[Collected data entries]
══════════
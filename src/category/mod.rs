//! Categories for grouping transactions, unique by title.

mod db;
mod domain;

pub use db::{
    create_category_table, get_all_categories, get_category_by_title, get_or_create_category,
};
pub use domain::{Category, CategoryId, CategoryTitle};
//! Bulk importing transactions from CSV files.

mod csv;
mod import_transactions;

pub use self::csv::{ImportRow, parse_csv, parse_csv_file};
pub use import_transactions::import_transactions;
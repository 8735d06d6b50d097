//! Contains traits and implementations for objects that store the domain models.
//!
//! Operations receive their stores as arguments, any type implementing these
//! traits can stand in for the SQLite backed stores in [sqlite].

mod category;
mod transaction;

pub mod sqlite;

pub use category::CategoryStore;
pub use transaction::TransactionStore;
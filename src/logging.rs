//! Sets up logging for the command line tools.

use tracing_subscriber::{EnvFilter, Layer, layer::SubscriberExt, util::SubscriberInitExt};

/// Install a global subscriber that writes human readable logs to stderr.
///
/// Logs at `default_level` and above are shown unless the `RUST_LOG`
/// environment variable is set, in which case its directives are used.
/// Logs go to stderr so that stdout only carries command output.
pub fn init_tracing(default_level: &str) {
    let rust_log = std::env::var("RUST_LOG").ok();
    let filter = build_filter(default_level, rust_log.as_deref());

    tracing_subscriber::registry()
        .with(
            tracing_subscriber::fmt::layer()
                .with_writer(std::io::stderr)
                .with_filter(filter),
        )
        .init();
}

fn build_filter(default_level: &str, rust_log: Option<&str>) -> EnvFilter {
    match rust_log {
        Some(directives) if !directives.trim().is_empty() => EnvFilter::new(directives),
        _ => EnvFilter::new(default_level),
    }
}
══════════
WORK REQUIRED: Reproduce the data. Match each line exactly.

RESULT FOR THIS TASK:
filename src/category/mod.rs
//! Categories for grouping transactions, unique by title.

mod db;
mod domain;

pub use db::{
    create_category_table, get_all_categories, get_category_by_title, get_or_create_category,
};
pub use domain::{Category, CategoryId, CategoryTitle};
//! Bulk importing transactions from CSV files.

mod csv;
mod import_transactions;

pub use self::csv::{ImportRow, parse_csv, parse_csv_file};
pub use import_transactions::import_transactions;
repository 8735d06d6b50d097
//! Contains traits and implementations for objects that store the domain models.
//!
//! Operations receive their stores as arguments, any type implementing these
//! traits can stand in for the SQLite backed stores in [sqlite].

mod category;
mod transaction;

pub mod sqlite;

pub use category::CategoryStore;
pub use transaction::TransactionStore;
filename src/logging.rs
//! Sets up logging for the command line tools.

use tracing_subscriber::{EnvFilter, Layer, layer::SubscriberExt, util::SubscriberInitExt};

/// Install a global subscriber that writes human readable logs to stderr.
///
/// Logs at `default_level` and above are shown unless the `RUST_LOG`
/// environment variable is set, in which case its directives are used.
/// Logs go to stderr so that stdout only carries command output.
pub fn init_tracing(default_level: &str) {
    let rust_log = std::env::var("RUST_LOG").ok();
    let filter = build_filter(default_level, rust_log.as_deref());

    tracing_subscriber::registry()
        .with(
            tracing_subscriber::fmt::layer()
                .with_writer(std::io::stderr)
                .with_filter(filter),
        )
        .init();
}

fn build_filter(default_level: &str, rust_log: Option<&str>) -> EnvFilter {
    match rust_log {
        Some(directives) if !directives.trim().is_empty() => EnvFilter::new(directives),
        _ => EnvFilter::new(default_level),
    }
}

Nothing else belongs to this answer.